China Miéville, “Jack” – I thought I must’ve read this when I first picked up China’s Looking for Jake and Other Stories. I must not have; I would’ve remembered a story this good. The best part was listening to a narrator that ended up being as interesting as his stories of Jack Half-a-Prayer. 5 out of 5.
Benjamin Rosenbaum, “The Orange” – I might’ve read this before, too, as I went through the Flash Fiction Forward antho; I maybe even talked about it. The story doesn’t have that “snap” at the end that you see in a lot of flash fiction. It pulls off something harder, building up a smooth narrative arc from start to finish in such a small space. 5 out of 5.
Jim Crace, “21” – Also from Flash Fiction Forward. A good experimental piece, blurring the lines between showing and telling. The showing was the telling. It leaned a touch too far on the showing side to me, though it made sense later as I read that the piece was an excerpt. 4 out of 5.

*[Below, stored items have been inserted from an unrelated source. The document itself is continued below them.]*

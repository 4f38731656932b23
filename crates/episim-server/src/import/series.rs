//! Hierarchical time-series file contract
//!
//! Each percentile folder contains one series file per node. A file is a
//! JSON document with a fixed 3-level hierarchy:
//!
//! ```json
//! {
//!   "11000": {
//!     "Time": [0, 1, 2],
//!     "age0-19": [[10.0, 5.0, 2.0, 1.0], [9.5, 5.1, 2.0, 1.2], ...]
//!   }
//! }
//! ```
//!
//! outer key: node code (digits, compared after left-zero-padding to
//! [`NODE_CODE_WIDTH`]); second level: group name or the reserved
//! [`TIME_KEY`]; third level: one record per simulated day, each an ordered
//! tuple of compartment values whose position maps through
//! [`COMPARTMENT_ORDINALS`].
//!
//! The ordinal table is a wire contract with the producers of the result
//! files, not general domain knowledge; it must not be reordered.

use serde_json::Value;
use std::collections::BTreeMap;

/// Canonical width of a node code; shorter codes are left-zero-padded.
pub const NODE_CODE_WIDTH: usize = 5;

/// Reserved second-level key carrying the time axis; never a group name.
pub const TIME_KEY: &str = "Time";

/// Extension of series files inside a percentile folder.
pub const SERIES_FILE_EXT: &str = "json";

/// Ordinal position -> canonical compartment name.
pub const COMPARTMENT_ORDINALS: [&str; 4] = ["MildInfections", "Hospitalized", "ICU", "Dead"];

/// Canonical compartment name for a record position, if one is defined.
pub fn compartment_name(ordinal: usize) -> Option<&'static str> {
    COMPARTMENT_ORDINALS.get(ordinal).copied()
}

/// Left-zero-pad a raw node code to the canonical width.
pub fn pad_node_code(raw: &str) -> String {
    format!("{:0>width$}", raw, width = NODE_CODE_WIDTH)
}

/// Parsed series file: node code -> (group name | "Time") -> raw payload.
pub type SeriesDocument = BTreeMap<String, BTreeMap<String, Value>>;

/// Daily records of one group: one row per day, one value per compartment.
pub type GroupSeries = Vec<Vec<f64>>;

/// Parse the raw bytes of a series file into its hierarchy.
pub fn parse_series_document(content: &[u8]) -> Result<SeriesDocument, serde_json::Error> {
    serde_json::from_slice(content)
}

/// Interpret one group's payload as daily records.
pub fn parse_group_series(payload: &Value) -> Result<GroupSeries, serde_json::Error> {
    serde_json::from_value(payload.clone())
}

#[cfg(test)]
mod tests {
    use super::*;

    #[test]
    fn test_ordinal_table_is_stable() {
        // Wire contract with the simulation result files.
        assert_eq!(compartment_name(0), Some("MildInfections"));
        assert_eq!(compartment_name(1), Some("Hospitalized"));
        assert_eq!(compartment_name(2), Some("ICU"));
        assert_eq!(compartment_name(3), Some("Dead"));
        assert_eq!(compartment_name(4), None);
    }

    #[test]
    fn test_pad_node_code() {
        assert_eq!(pad_node_code("42"), "00042");
        assert_eq!(pad_node_code("11000"), "11000");
        assert_eq!(pad_node_code("123456"), "123456");
    }

    #[test]
    fn test_parse_series_document() {
        let content = br#"{
            "11000": {
                "Time": [0, 1],
                "age0-19": [[10.0, 5.0, 2.0, 1.0], [9.5, 5.1, 2.0, 1.2]]
            }
        }"#;

        let document = parse_series_document(content).unwrap();
        assert_eq!(document.len(), 1);
        let node = &document["11000"];
        assert!(node.contains_key(TIME_KEY));

        let series = parse_group_series(&node["age0-19"]).unwrap();
        assert_eq!(series.len(), 2);
        assert_eq!(series[0], vec![10.0, 5.0, 2.0, 1.0]);
    }

    #[test]
    fn test_parse_rejects_non_object() {
        assert!(parse_series_document(b"[1, 2, 3]").is_err());
    }
}
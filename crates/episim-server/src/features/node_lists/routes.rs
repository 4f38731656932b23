use axum::{
    extract::{Path, State},
    http::StatusCode,
    response::{IntoResponse, Response},
    routing::{delete, get, post},
    Json, Router,
};
use sqlx::PgPool;
use uuid::Uuid;

use crate::api::response::ApiResponse;
use crate::error::AppError;

use super::commands::{
    CreateNodeListCommand, CreateNodeListError, DeleteNodeListCommand, DeleteNodeListError,
};
use super::queries::{GetNodeListError, GetNodeListQuery, ListNodeListsError, ListNodeListsQuery};

pub fn node_lists_routes() -> Router<PgPool> {
    Router::new()
        .route("/", post(create_node_list))
        .route("/", get(list_node_lists))
        .route("/:id", get(get_node_list))
        .route("/:id", delete(delete_node_list))
}

#[derive(Debug, thiserror::Error)]
enum NodeListsApiError {
    #[error(transparent)]
    Create(#[from] CreateNodeListError),
    #[error(transparent)]
    Delete(#[from] DeleteNodeListError),
    #[error(transparent)]
    Get(#[from] GetNodeListError),
    #[error(transparent)]
    List(#[from] ListNodeListsError),
}

impl IntoResponse for NodeListsApiError {
    fn into_response(self) -> Response {
        let app_error = match self {
            NodeListsApiError::Create(CreateNodeListError::Database(e)) => AppError::Database(e),
            NodeListsApiError::Create(e) => AppError::Validation(e.to_string()),
            NodeListsApiError::Delete(DeleteNodeListError::Database(e)) => AppError::Database(e),
            NodeListsApiError::Delete(e @ DeleteNodeListError::NotFound(_)) => {
                AppError::NotFound(e.to_string())
            },
            NodeListsApiError::Delete(e @ DeleteNodeListError::InUse(_)) => {
                AppError::Conflict(e.to_string())
            },
            NodeListsApiError::Get(GetNodeListError::Database(e)) => AppError::Database(e),
            NodeListsApiError::Get(e @ GetNodeListError::NotFound(_)) => {
                AppError::NotFound(e.to_string())
            },
            NodeListsApiError::List(ListNodeListsError::Database(e)) => AppError::Database(e),
        };
        app_error.into_response()
    }
}

#[tracing::instrument(skip(pool, command))]
async fn create_node_list(
    State(pool): State<PgPool>,
    Json(command): Json<CreateNodeListCommand>,
) -> Result<Response, NodeListsApiError> {
    let response = super::commands::create::handle(pool, command).await?;
    Ok((StatusCode::CREATED, Json(ApiResponse::success(response))).into_response())
}

#[tracing::instrument(skip(pool))]
async fn list_node_lists(State(pool): State<PgPool>) -> Result<Response, NodeListsApiError> {
    let response = super::queries::list::handle(pool, ListNodeListsQuery::default()).await?;
    Ok(Json(ApiResponse::success(response)).into_response())
}

#[tracing::instrument(skip(pool))]
async fn get_node_list(
    State(pool): State<PgPool>,
    Path(id): Path<Uuid>,
) -> Result<Response, NodeListsApiError> {
    let response = super::queries::get::handle(pool, GetNodeListQuery { id }).await?;
    Ok(Json(ApiResponse::success(response)).into_response())
}

#[tracing::instrument(skip(pool))]
async fn delete_node_list(
    State(pool): State<PgPool>,
    Path(id): Path<Uuid>,
) -> Result<Response, NodeListsApiError> {
    let response = super::commands::delete::handle(pool, DeleteNodeListCommand { id }).await?;
    Ok(Json(ApiResponse::success(response)).into_response())
}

Karen Joy Fowler, “Contention” – From her collection Black Glass, the story brought to mind Amy Hempel’s “Celia Is Back.” But where the protagonist’s ultimate desires in that story were up for interpretation, the protagonist in this story wants something more specific. I felt there was a disconnect between how the tale was initially presented and what it was ultimately about, but the writing made that transition almost seamless. 4 out of 5.